# Moon

[![Open In Colab](https://colab.research.google.com/assets/colab-badge.svg)](https://colab.research.google.com/github/fuyu-quant/IBLM/blob/main/examples/iblmodel/iblmodel_moon.ipynb)

In [1]:
%%capture
!pip install iblm --upgrade

In [2]:
import numpy as np
import pandas as pd
import string
from langchain.llms import OpenAI
from sklearn.metrics import accuracy_score, precision_score, recall_score, f1_score, roc_auc_score
from sklearn.datasets import make_moons

from iblm import IBLModel


import os
#os.environ["OPENAI_API_KEY"] = "OPENAI_API_KEY"

### Preparing data sets

In [3]:
seed = 3657
num_train = 300
sample_num = int(num_train/2)

X, y = make_moons(n_samples = 1000, noise=0.05, random_state = seed)
df = pd.DataFrame(data=X, columns=['Feature_1', 'Feature_2']).round(3)
df['target'] = y


df_1 = df[df['target'] == 1].sample(n=sample_num, random_state=seed)
df_0 = df[df['target'] == 0].sample(n=sample_num, random_state=seed)


df_train = pd.DataFrame()
df_len = len(df_1)
for i in range(df_len):
    df1 = pd.DataFrame([df_1.iloc[i]])
    df0 = pd.DataFrame([df_0.iloc[i]])
    df_train = pd.concat([df_train, df1, df0])
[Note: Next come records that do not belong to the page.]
//! CoRRE encoding decoder - RRE with compact (u8) sub-rectangle coordinates.
//!
//! CoRRE (type 4) is RRE restricted so that every sub-rectangle's x/y/width/height
//! fit in a single byte, which also bounds the outer rectangle to 256x256. Servers
//! use it instead of RRE when the bandwidth saving from 1-byte fields outweighs the
//! size restriction.
//!
//! # Wire Format
//!
//! ```text
//! +------------------+
//! | num_subrects     |  4 bytes (u32, network byte order)
//! +------------------+
//! | background_pixel |  bytes_per_pixel bytes
//! +------------------+
//! | Subrectangle 1   |
//! |   pixel          |  bytes_per_pixel bytes
//! |   x, y, w, h     |  1 byte each (u8)
//! +------------------+
//! | ...              |
//! +------------------+
//! ```

use crate::{
    Decoder, MutablePixelBuffer, PixelFormat, ProtocolViolation, Rectangle, RfbInStream,
    ENCODING_CORRE,
};
use anyhow::{anyhow, Context, Result};
use rfb_common::Rect;
use tokio::io::AsyncRead;

/// Maximum rectangle extent CoRRE can represent (coordinates are a single byte).
const MAX_CORRE_EXTENT: u16 = 255;

/// Decoder for CoRRE (Compact RRE).
pub struct CoRREDecoder;

impl Decoder for CoRREDecoder {
    fn encoding_type(&self) -> i32 {
        ENCODING_CORRE
    }

    async fn decode<R: AsyncRead + Unpin>(
        &self,
        stream: &mut RfbInStream<R>,
        rect: &Rectangle,
        pixel_format: &PixelFormat,
        buffer: &mut dyn MutablePixelBuffer,
    ) -> Result<()> {
        if rect.width == 0 || rect.height == 0 {
            return Ok(());
        }

        if rect.width > MAX_CORRE_EXTENT || rect.height > MAX_CORRE_EXTENT {
            return Err(anyhow::Error::new(ProtocolViolation(format!(
                "CoRRE rectangle {}x{} exceeds the 256x256 bound the encoding allows",
                rect.width, rect.height
            ))));
        }

        let bytes_per_pixel = pixel_format.bits_per_pixel / 8;
        if bytes_per_pixel == 0 || bytes_per_pixel > 4 {
            return Err(anyhow!(
                "Invalid bytes_per_pixel: {} (must be 1-4)",
                bytes_per_pixel
            ));
        }

        let num_subrects = stream
            .read_u32()
            .await
            .context("Failed to read CoRRE num_subrects")?;

        let mut bg_pixel = vec![0u8; bytes_per_pixel as usize];
        stream
            .read_bytes(&mut bg_pixel)
            .await
            .context("Failed to read CoRRE background pixel")?;

        let dest_rect = Rect::new(
            rect.x as i32,
            rect.y as i32,
            rect.width as u32,
            rect.height as u32,
        );
        buffer
            .fill_rect(dest_rect, &bg_pixel)
            .context("Failed to fill background in CoRRE decode")?;

        for i in 0..num_subrects {
            let mut pixel = vec![0u8; bytes_per_pixel as usize];
            stream
                .read_bytes(&mut pixel)
                .await
                .with_context(|| format!("Failed to read pixel for CoRRE subrect {i}"))?;

            let x = stream
                .read_u8()
                .await
                .with_context(|| format!("Failed to read x for CoRRE subrect {i}"))? as u16;
            let y = stream
                .read_u8()
                .await
                .with_context(|| format!("Failed to read y for CoRRE subrect {i}"))? as u16;
            let width = stream
                .read_u8()
                .await
                .with_context(|| format!("Failed to read width for CoRRE subrect {i}"))?
                as u16;
            let height = stream
                .read_u8()
                .await
                .with_context(|| format!("Failed to read height for CoRRE subrect {i}"))?
                as u16;

            let right = x.checked_add(width).ok_or_else(|| {
                anyhow!("CoRRE subrect {i} x+width overflows: {x} + {width}")
            })?;
            let bottom = y.checked_add(height).ok_or_else(|| {
                anyhow!("CoRRE subrect {i} y+height overflows: {y} + {height}")
            })?;

            if right > rect.width {
                return Err(anyhow!(
                    "CoRRE subrect {i} extends beyond rectangle width: x={x}, width={width}, rect.width={}",
                    rect.width
                ));
            }
            if bottom > rect.height {
                return Err(anyhow!(
                    "CoRRE subrect {i} extends beyond rectangle height: y={y}, height={height}, rect.height={}",
                    rect.height
                ));
            }

            if width == 0 || height == 0 {
                continue;
            }

            let abs_x = rect
                .x
                .checked_add(x)
                .ok_or_else(|| anyhow!("CoRRE subrect {i} absolute x overflows"))?;
            let abs_y = rect
                .y
                .checked_add(y)
                .ok_or_else(|| anyhow!("CoRRE subrect {i} absolute y overflows"))?;

            let subrect = Rect::new(abs_x as i32, abs_y as i32, width as u32, height as u32);
            buffer.fill_rect(subrect, &pixel).with_context(|| {
                format!("Failed to fill CoRRE subrect {i} at ({abs_x}, {abs_y}) size {width}x{height}")
            })?;
        }

        Ok(())
    }
}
df_train['target'] = df_train['target'].astype(int)
df_test = df.drop(df_train.index)

df_train.head()

Unnamed: 0,Feature_1,Feature_2,target
555,0.259,-0.251,1
595,-0.822,0.584,0
82,0.102,0.025,1
117,-0.386,0.881,0
434,1.941,0.563,1


In [4]:
x_train = df_train.drop('target', axis=1)
y_train = df_train['target']

### Training

In [5]:
llm_model = OpenAI(temperature=0, model_name = 'gpt-4-0613')

params = {
    'columns_name': True,
    'objective': 'classification',
    }
    
iblm = IBLModel(llm_model = llm_model, params=params)

In [6]:
#file_path = '/content/'

#model = iblm.fit(x_train, y_train, model_name = 'pseudodata', file_path=file_path)
model = iblm.fit(x_train, y_train)

Please create your code in compliance with all of the following conditions. 
・Analyze the data given below and write python code to predict the probability that the "target" of the unknown data is 1.
・Never use machine learning algorithms.
・Only Python functions should be output.
・Please come up with a logic that allows you to predict probability values as closely as possible.
・For the data given below, create a code that predicts a high probability value when "target" is likely to be 1 and a low probability value when "target" is unlikely to be 1.
・The 'target' value cannot be used for forecasting.
・Analyze the data in as much detail as possible.
・Each data type is float64, float64, int64.
・The column names, in order, are as follows Feature_1, Feature_2, target.
・Create a code like the following.
------------
import numpy as np
def predict(x):
    df = x.copy()
    
    output = []
    for index, row in df.iterrows():
        # Do not change the code before this point.
        # Pleas

In [10]:
# Code of the model created
print(model)

import numpy as np
import pandas as pd

def predict(x):
    df = x.copy()
    
    output = []
    for index, row in df.iterrows():
        if row['Feature_1'] > 0 and row['Feature_2'] < 0:
            y = 0.9
        else:
            y = 0.1
        output.append(y)
    return np.array(output)

data = [
    [0.259,-0.251,1.0],
    [-0.822,0.584,0.0],
    [0.102,0.025,1.0],
]
df = pd.DataFrame(data, columns=['Feature_1', 'Feature_2', 'target'])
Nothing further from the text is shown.